Why I Love My Ugly Little Liturgy

I love chant. I love vaulted ceilings. I love stained glass and incense, ancient gestures and profoundly freighted silence. Beauty is more than decoration: It nourishes the soul.

More than that, architectural and liturgical beauty have a higher purpose than to feed the senses: Beauty is one of the few fitting offerings we can make to a God whose sacrifice is already complete. Beauty lifts the mind and the soul; it disposes us to grace, and it aligns our hearts with everything that is good and true. I believe these things with all my heart, and would defend beauty till the end of the world.

On the other hand…

There is a case to be made for spending some time with ugliness. Specifically, ugliness at Mass.

You really don’t have to seek it out. Unless you’re cloistered, sooner or later you will find yourself in a parish that just doesn’t get it — doesn’t get beauty, doesn’t want it, chases it out with a stick every Sunday. The tabernacle will be hidden away, while the HVAC will be proudly on display in the beige-brick sanctuary, right behind the hovering un-crucifix made of chrome and burlap. The music will jangle and irritate; the priest will act like a cross between an infomercial huckster and your creepy uncle. The whole production, from the opening joke — I mean, the Introductory Rites — to the last hurrah — I mean, Final Blessing — will seem designed to irritate, to offend, and to cause you grief and pain.

And you know what? This is your big opportunity. You can either clench your teeth, wrap your scapulars around your ears to block out the tambourines, and hightail it out of there as soon as you can . . .

Or you can think to yourself, “Christ is here.

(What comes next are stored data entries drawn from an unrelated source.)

//! Transverse Mercator on the WGS84 ellipsoid, using the series from Snyder's "Map Projections: A
//! Working Manual" (USGS 1395), p. 61-64. Accurate to well under a millimeter within a zone.

use crate::LonLat;

const A: f64 = 6_378_137.0;
const F: f64 = 1.0 / 298.257_223_563;
const K0: f64 = 0.9996;
const FALSE_EASTING: f64 = 500_000.0;
const FALSE_NORTHING_SOUTH: f64 = 10_000_000.0;

fn e2() -> f64 {
    F * (2.0 - F)
}

/// Longitude of the zone's central meridian, in degrees.
pub fn central_meridian(zone: u8) -> f64 {
    -183.0 + 6.0 * f64::from(zone)
}

fn meridian_arc(phi: f64) -> f64 {
    let e2 = e2();
    let e4 = e2 * e2;
    let e6 = e4 * e2;
    A * ((1.0 - e2 / 4.0 - 3.0 * e4 / 64.0 - 5.0 * e6 / 256.0) * phi
        - (3.0 * e2 / 8.0 + 3.0 * e4 / 32.0 + 45.0 * e6 / 1024.0) * (2.0 * phi).sin()
        + (15.0 * e4 / 256.0 + 45.0 * e6 / 1024.0) * (4.0 * phi).sin()
        - (35.0 * e6 / 3072.0) * (6.0 * phi).sin())
}

/// Returns (easting, northing) in meters.
pub fn forward(gps: LonLat, zone: u8, north: bool) -> (f64, f64) {
    let e2 = e2();
    let ep2 = e2 / (1.0 - e2);

    let phi = gps.latitude.to_radians();
    let lam = gps.longitude.to_radians();
    let lam0 = central_meridian(zone).to_radians();

    let (sin_phi, cos_phi) = phi.sin_cos();
    let n = A / (1.0 - e2 * sin_phi * sin_phi).sqrt();
    let t = phi.tan().powi(2);
    let c = ep2 * cos_phi * cos_phi;
    let a = cos_phi * (lam - lam0);
    let m = meridian_arc(phi);

    let x = K0
        * n
        * (a + (1.0 - t + c) * a.powi(3) / 6.0
            + (5.0 - 18.0 * t + t * t + 72.0 * c - 58.0 * ep2) * a.powi(5) / 120.0)
        + FALSE_EASTING;
    let y = K0
        * (m + n
            * phi.tan()
            * (a * a / 2.0
                + (5.0 - t + 9.0 * c + 4.0 * c * c) * a.powi(4) / 24.0
                + (61.0 - 58.0 * t + t * t + 600.0 * c - 330.0 * ep2) * a.powi(6) / 720.0));
    let y = if north { y } else { y + FALSE_NORTHING_SOUTH };
    (x, y)
}

pub fn inverse(easting: f64, northing: f64, zone: u8, north: bool) -> LonLat {
    let e2 = e2();
    let e4 = e2 * e2;
    let e6 = e4 * e2;
    let ep2 = e2 / (1.0 - e2);

    let y = if north {
        northing
    } else {
        northing - FALSE_NORTHING_SOUTH
    };
    let m = y / K0;
    let mu = m / (A * (1.0 - e2 / 4.0 - 3.0 * e4 / 64.0 - 5.0 * e6 / 256.0));
    let e1 = (1.0 - (1.0 - e2).sqrt()) / (1.0 + (1.0 - e2).sqrt());

    let phi1 = mu
        + (3.0 * e1 / 2.0 - 27.0 * e1.powi(3) / 32.0) * (2.0 * mu).sin()
        + (21.0 * e1 * e1 / 16.0 - 55.0 * e1.powi(4) / 32.0) * (4.0 * mu).sin()
        + (151.0 * e1.powi(3) / 96.0) * (6.0 * mu).sin()
        + (1097.0 * e1.powi(4) / 512.0) * (8.0 * mu).sin();

    let (sin_phi1, cos_phi1) = phi1.sin_cos();
    let c1 = ep2 * cos_phi1 * cos_phi1;
    let t1 = phi1.tan().powi(2);
    let n1 = A / (1.0 - e2 * sin_phi1 * sin_phi1).sqrt();
    let r1 = A * (1.0 - e2) / (1.0 - e2 * sin_phi1 * sin_phi1).powf(1.5);
    let d = (easting - FALSE_EASTING) / (n1 * K0);

    let phi = phi1
        - (n1 * phi1.tan() / r1)
            * (d * d / 2.0
                - (5.0 + 3.0 * t1 + 10.0 * c1 - 4.0 * c1 * c1 - 9.0 * ep2) * d.powi(4) / 24.0
                + (61.0 + 90.0 * t1 + 298.0 * c1 + 45.0 * t1 * t1 - 252.0 * ep2 - 3.0 * c1 * c1)
                    * d.powi(6)
                    / 720.0);
    let lam = (d - (1.0 + 2.0 * t1 + c1) * d.powi(3) / 6.0
        + (5.0 - 2.0 * c1 + 28.0 * t1 - 3.0 * c1 * c1 + 8.0 * ep2 + 24.0 * t1 * t1) * d.powi(5)
            / 120.0)
        / cos_phi1;

    LonLat::new(
        central_meridian(zone) + lam.to_degrees(),
        phi.to_degrees(),
    )
}

#[cfg(test)]
mod tests {
    use super::*;
    use rand::{Rng, SeedableRng};
    use rand_xorshift::XorShiftRng;

    #[test]
    fn central_meridians() {
        assert_eq!(central_meridian(1), -177.0);
        assert_eq!(central_meridian(10), -123.0);
        assert_eq!(central_meridian(33), 15.0);
    }

    #[test]
    fn on_the_central_meridian() {
        let (x, y) = forward(LonLat::new(-123.0, 0.0), 10, true);
        assert!((x - 500_000.0).abs() < 1e-6);
        assert!(y.abs() < 1e-6);

        // The meridian arc from the equator to 45N is 4,984,944.378 m on WGS84
        let (x, y) = forward(LonLat::new(-123.0, 45.0), 10, true);
        assert!((x - 500_000.0).abs() < 1e-6);
        assert!((y - 0.9996 * 4_984_944.378).abs() < 0.01, "got {}", y);

        let (_, y) = forward(LonLat::new(-123.0, -45.0), 10, false);
        assert!((y - (10_000_000.0 - 0.9996 * 4_984_944.378)).abs() < 0.01);
    }

    #[test]
    fn round_trip() {
        let mut rng = XorShiftRng::seed_from_u64(42);
        for _ in 0..1000 {
            let zone = rng.gen_range(1..=60);
            let lon = central_meridian(zone) + rng.gen_range(-3.0..3.0);
            let lat = rng.gen_range(-79.0..83.0);
            let north = lat >= 0.0;
            let (x, y) = forward(LonLat::new(lon, lat), zone, north);
            let back = inverse(x, y, zone, north);
            assert!(
                (back.longitude - lon).abs() < 1e-7 && (back.latitude - lat).abs() < 1e-7,
                "{}, {} came back as {}",
                lon,
                lat,
                back
            );
        }
    }
}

And if he can stand it, then so can I.”

You may think I’m kidding, but I’m not. It’s good for us, every once in a while, to attend a liturgy that we think isn’t good enough. It’s good for us to have that sensation of being the only one in the room who comprehends the travesty that is happening around us. Why? Because at some point, in the middle of the noise and the irreverence and the foolish, happy-clappy songs, we’re going to have to go up for Communion. We will have to take God into our mouths. And if we have an honest bone in our bodies, we will have to think, “No, it’s not good enough. And neither am I.”

My soul is foolish. I’m cheap and jangly. I’m in poor taste, inadequate, irreverent, wanting and paltry in every way. My heart is made of little beige bricks and burlap. And for some reason, God keeps showing up anyway. He doesn’t sneer and hunker down and wait for it to be over when he comes into the tawdry temple of my soul. He doesn’t get out of there as soon as he can.

A little ugliness is good for us, folks. Taken in the proper doses in the right context, a little bad taste is something we need, because it tells us something about ourselves. Surrounded with nothing but beauty and elegance at all times, we can come to confuse good taste with good souls: We can think that we really are worthy, because here we are, chanting! It’s timeless! It’s ancient! It’s a worthy offering!

No, it’s not. No matter how glorious your favorite liturgy is, you’re still just some guy, just like any other guy. In fact, I’m afraid that too much beauty can have a coarsening effect. Just this week, I’ve heard devotees of the Traditional Latin Mass say that the Novus Ordo is “Mass for retards.” I heard a Melkite Catholic call the Roman Church “industrial-scale Christianity that turns the Mass into a Eucharist factory.”

Well, that is one road you can take: You can recoil from clumisiness and ugliness, and protect yourself with scathing insults and withering scorn. You can say, “Thank you, Lord, that I am not like one of these!”

Or you can say, “Thank you, Lord, for sending me here to this ugly Church. It helps me remember that I am not worthy that thou shouldst enter under my roof.”

God doesn’t come to you because you deserve it, or because you’ve done everything right. He doesn’t come because the house you’ve made for him is beautiful enough. He isn’t conjured up by the proper combinations of tones and attitudes. He comes to you because he loves you — because you need him. We all need him.

We should build beautiful churches. We should make our music lovely. I wish with all my heart that the Holy Spirit would send a divine wind to blow away every silly, vulgar liturgical innovation I’ve suffered through in the last 30 years. I wish that He would clean house! But since the Lord does not deem it time — let’s take advantage. Let’s learn what we can from ugliness. And let’s not add to it in our hearts.